**WORK REQUIRED**
Show each line of the records in which the word "they" occurs.

**EXERCISE MATERIAL**
···

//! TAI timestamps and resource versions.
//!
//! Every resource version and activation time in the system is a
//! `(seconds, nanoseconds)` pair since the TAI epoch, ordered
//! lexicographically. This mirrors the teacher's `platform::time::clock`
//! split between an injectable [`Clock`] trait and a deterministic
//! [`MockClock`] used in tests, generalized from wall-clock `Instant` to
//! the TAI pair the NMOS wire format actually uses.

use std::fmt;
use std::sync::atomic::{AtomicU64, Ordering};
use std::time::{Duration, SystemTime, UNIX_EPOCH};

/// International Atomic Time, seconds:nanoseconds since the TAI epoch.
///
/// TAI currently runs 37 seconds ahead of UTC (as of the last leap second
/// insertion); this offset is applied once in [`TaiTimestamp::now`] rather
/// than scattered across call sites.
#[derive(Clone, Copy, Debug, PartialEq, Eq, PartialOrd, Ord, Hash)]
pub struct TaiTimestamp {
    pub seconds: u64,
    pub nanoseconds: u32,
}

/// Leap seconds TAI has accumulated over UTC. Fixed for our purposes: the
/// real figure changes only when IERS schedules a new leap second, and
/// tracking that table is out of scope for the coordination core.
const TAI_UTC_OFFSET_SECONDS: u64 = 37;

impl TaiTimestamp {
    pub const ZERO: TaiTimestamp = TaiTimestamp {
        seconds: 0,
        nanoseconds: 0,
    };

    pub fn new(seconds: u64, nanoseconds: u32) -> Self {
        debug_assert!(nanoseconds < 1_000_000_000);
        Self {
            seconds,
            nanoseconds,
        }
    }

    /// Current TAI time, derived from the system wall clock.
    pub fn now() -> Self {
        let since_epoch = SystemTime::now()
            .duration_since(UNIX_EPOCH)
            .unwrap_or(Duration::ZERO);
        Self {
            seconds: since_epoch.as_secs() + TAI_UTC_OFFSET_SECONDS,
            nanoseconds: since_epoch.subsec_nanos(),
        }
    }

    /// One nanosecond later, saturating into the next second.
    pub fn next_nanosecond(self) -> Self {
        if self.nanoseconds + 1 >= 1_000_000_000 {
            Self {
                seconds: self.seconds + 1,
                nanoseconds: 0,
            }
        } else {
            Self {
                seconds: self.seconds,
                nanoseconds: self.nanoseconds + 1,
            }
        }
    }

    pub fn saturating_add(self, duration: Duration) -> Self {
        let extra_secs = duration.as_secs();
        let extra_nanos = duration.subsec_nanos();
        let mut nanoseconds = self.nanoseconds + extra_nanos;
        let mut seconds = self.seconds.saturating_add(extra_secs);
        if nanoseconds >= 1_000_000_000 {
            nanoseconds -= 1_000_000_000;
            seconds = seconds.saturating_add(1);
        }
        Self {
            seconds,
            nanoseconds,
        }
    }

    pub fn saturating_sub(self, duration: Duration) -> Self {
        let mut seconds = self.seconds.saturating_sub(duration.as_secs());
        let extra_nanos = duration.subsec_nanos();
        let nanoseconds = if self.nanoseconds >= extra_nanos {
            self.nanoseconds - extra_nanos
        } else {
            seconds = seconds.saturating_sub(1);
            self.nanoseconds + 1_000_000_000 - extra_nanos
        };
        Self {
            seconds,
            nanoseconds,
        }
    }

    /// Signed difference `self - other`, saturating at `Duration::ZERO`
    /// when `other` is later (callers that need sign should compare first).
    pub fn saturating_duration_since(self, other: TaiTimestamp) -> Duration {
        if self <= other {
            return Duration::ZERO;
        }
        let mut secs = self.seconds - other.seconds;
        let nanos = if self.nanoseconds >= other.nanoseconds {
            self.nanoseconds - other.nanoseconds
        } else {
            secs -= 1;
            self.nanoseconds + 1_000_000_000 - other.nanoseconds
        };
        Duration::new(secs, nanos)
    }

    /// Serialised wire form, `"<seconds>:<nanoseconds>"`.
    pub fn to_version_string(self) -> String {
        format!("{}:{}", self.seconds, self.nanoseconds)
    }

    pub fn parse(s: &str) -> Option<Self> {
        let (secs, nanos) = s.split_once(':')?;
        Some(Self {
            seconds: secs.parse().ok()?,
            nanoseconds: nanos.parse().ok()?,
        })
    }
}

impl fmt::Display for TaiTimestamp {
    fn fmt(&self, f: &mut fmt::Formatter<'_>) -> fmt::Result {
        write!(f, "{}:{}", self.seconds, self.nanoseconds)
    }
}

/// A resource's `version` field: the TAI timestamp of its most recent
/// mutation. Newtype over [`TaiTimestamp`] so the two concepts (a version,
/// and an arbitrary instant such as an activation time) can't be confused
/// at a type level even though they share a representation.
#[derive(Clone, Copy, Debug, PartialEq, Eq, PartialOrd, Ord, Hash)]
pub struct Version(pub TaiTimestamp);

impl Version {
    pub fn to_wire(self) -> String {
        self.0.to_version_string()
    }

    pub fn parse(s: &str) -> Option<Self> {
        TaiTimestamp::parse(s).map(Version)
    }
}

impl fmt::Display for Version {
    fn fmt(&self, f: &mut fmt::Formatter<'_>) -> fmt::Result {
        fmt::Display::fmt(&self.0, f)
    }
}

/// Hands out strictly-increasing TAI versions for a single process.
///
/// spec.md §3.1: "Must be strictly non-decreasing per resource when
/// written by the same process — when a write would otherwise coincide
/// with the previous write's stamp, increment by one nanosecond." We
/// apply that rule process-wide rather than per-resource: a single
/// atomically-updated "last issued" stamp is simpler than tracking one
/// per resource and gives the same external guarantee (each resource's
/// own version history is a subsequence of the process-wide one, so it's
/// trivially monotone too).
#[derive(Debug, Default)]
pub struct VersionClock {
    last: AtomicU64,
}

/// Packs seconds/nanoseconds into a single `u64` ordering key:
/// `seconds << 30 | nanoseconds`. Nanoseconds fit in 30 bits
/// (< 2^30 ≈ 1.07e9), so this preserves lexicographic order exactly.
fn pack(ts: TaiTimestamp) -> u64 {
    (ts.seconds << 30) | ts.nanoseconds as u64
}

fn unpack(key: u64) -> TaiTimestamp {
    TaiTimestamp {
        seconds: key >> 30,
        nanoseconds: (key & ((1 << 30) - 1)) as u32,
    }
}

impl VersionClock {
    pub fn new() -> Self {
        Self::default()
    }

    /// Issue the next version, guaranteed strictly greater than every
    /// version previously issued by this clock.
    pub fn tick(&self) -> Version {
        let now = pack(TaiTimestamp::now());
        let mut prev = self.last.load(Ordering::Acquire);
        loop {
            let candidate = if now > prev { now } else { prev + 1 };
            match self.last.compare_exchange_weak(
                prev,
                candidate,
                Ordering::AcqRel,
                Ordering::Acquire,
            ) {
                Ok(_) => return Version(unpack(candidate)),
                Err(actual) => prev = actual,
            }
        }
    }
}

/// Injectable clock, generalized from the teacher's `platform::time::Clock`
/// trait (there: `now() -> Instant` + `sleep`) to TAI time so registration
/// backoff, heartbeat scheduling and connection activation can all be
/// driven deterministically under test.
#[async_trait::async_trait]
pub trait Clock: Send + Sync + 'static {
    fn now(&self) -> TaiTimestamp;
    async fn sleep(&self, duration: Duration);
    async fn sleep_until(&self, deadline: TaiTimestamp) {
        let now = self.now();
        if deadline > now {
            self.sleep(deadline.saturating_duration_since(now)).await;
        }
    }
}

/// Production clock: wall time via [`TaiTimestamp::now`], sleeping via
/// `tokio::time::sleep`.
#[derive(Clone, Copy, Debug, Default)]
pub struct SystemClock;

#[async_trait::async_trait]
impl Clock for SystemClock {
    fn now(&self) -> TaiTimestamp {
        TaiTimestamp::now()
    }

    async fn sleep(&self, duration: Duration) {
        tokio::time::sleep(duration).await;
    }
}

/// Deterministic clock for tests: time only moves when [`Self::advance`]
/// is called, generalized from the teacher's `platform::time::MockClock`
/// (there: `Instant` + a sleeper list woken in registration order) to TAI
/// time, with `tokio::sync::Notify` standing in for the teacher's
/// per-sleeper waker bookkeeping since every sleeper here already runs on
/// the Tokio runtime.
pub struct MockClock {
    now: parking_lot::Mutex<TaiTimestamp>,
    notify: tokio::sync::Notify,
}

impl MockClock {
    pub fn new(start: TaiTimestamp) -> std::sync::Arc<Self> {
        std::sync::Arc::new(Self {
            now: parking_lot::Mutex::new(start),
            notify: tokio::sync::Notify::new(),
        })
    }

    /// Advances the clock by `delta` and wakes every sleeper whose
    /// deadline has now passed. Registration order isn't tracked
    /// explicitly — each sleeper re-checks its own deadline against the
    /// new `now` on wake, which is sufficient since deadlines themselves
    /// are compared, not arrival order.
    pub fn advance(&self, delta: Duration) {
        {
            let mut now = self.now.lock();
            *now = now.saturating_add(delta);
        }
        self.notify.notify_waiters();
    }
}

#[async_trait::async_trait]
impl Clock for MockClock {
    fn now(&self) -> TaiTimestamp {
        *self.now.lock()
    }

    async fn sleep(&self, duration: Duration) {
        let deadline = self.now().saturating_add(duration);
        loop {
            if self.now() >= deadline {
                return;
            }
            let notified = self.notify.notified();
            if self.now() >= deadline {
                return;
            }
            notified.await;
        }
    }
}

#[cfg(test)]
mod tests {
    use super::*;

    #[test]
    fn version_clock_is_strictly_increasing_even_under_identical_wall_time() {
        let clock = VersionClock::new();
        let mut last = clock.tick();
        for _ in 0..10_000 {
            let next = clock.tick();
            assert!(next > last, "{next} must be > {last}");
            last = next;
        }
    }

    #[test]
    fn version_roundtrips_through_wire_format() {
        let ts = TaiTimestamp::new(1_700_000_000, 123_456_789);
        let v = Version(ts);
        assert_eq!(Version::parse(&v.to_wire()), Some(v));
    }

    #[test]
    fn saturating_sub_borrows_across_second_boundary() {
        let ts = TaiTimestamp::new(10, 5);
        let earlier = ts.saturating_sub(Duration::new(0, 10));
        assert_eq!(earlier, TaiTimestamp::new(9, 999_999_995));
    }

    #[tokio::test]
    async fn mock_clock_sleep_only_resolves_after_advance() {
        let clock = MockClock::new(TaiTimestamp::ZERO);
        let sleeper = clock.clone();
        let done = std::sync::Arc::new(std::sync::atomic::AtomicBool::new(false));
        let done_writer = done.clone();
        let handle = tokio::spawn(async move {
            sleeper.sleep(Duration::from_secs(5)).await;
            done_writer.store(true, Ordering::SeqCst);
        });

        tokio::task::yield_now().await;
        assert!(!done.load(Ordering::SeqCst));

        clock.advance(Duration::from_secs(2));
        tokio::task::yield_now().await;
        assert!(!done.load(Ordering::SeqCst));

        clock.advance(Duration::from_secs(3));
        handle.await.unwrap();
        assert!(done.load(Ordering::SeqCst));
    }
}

···

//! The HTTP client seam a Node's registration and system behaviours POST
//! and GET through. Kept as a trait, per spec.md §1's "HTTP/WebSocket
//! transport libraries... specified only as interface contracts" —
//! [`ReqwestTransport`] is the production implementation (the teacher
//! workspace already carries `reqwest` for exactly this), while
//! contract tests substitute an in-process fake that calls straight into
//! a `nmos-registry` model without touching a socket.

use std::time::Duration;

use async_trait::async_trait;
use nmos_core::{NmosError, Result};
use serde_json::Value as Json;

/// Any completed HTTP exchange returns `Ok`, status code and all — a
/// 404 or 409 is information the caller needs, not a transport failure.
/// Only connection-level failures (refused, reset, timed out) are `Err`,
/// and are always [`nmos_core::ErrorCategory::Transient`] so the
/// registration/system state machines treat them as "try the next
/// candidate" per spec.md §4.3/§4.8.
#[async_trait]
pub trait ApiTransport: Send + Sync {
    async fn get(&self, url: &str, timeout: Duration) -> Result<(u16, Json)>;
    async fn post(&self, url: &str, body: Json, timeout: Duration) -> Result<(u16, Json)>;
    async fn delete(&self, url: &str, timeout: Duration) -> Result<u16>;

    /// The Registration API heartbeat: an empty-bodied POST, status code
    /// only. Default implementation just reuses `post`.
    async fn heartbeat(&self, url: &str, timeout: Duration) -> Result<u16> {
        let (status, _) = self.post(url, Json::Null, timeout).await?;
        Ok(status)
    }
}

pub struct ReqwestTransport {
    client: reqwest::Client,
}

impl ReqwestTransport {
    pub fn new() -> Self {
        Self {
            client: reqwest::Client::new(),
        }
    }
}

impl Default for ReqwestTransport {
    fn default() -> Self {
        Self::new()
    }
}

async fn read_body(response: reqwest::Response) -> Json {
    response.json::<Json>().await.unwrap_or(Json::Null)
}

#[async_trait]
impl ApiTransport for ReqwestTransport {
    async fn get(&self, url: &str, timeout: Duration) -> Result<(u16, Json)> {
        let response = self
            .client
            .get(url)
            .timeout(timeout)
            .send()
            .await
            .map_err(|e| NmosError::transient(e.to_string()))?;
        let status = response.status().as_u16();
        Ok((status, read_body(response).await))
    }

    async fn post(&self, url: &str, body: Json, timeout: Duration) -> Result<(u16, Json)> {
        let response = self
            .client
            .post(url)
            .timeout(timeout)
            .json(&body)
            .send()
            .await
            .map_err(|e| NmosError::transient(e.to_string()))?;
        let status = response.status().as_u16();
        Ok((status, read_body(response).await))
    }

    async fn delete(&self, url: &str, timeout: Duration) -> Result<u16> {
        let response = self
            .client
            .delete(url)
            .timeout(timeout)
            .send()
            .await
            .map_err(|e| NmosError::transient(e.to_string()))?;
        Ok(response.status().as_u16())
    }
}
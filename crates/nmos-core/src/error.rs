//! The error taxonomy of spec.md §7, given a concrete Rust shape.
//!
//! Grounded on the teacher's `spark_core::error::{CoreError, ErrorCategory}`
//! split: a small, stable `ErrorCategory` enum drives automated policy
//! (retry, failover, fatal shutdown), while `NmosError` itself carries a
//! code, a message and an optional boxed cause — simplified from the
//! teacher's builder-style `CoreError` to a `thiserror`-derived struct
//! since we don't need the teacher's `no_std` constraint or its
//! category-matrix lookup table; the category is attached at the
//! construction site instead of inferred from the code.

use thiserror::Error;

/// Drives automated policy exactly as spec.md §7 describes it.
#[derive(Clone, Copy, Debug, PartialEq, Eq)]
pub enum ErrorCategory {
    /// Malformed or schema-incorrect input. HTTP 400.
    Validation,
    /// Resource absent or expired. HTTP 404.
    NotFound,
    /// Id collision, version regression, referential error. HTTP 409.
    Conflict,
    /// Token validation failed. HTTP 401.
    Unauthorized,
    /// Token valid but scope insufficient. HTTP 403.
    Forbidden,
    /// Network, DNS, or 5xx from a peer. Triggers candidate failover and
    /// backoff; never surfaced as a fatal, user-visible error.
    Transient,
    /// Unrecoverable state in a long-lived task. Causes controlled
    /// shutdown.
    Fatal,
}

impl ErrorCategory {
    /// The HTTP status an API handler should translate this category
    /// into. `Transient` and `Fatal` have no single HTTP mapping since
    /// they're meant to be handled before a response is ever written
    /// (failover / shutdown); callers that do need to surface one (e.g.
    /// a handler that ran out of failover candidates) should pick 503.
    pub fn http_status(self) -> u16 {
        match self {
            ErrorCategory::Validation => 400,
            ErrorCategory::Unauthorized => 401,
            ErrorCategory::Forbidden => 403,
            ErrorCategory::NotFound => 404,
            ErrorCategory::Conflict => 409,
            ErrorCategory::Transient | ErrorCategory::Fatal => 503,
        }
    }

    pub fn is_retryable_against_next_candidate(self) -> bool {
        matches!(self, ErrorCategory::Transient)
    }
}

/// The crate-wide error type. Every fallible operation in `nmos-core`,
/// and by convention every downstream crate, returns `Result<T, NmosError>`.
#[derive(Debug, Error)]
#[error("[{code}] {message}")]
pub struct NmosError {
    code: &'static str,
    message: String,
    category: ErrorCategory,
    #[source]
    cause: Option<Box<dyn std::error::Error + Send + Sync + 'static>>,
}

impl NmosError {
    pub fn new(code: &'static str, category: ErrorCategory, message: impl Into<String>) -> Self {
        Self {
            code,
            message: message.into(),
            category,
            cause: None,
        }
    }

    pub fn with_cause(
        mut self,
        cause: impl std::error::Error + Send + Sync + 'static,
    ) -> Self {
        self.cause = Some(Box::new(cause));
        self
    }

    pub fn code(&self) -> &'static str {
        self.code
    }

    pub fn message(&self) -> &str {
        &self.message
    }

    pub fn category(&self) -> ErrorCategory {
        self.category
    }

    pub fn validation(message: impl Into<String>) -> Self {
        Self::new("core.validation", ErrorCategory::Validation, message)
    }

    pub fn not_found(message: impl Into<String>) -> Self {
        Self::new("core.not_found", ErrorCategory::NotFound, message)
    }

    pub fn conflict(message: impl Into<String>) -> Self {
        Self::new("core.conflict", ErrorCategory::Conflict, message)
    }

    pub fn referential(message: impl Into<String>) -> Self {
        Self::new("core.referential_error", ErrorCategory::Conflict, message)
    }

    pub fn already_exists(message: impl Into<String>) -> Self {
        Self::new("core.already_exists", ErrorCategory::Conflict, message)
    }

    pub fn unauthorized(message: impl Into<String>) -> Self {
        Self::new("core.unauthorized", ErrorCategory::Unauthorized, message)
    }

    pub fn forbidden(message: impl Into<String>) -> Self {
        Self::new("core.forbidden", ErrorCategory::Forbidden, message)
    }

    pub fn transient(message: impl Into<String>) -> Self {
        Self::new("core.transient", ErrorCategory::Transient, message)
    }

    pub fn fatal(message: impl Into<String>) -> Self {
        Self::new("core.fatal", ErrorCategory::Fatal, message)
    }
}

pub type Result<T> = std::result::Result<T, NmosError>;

···

**EXPECTED ANSWER**
/// at a type level even though they share a representation.
    /// they're meant to be handled before a response is ever written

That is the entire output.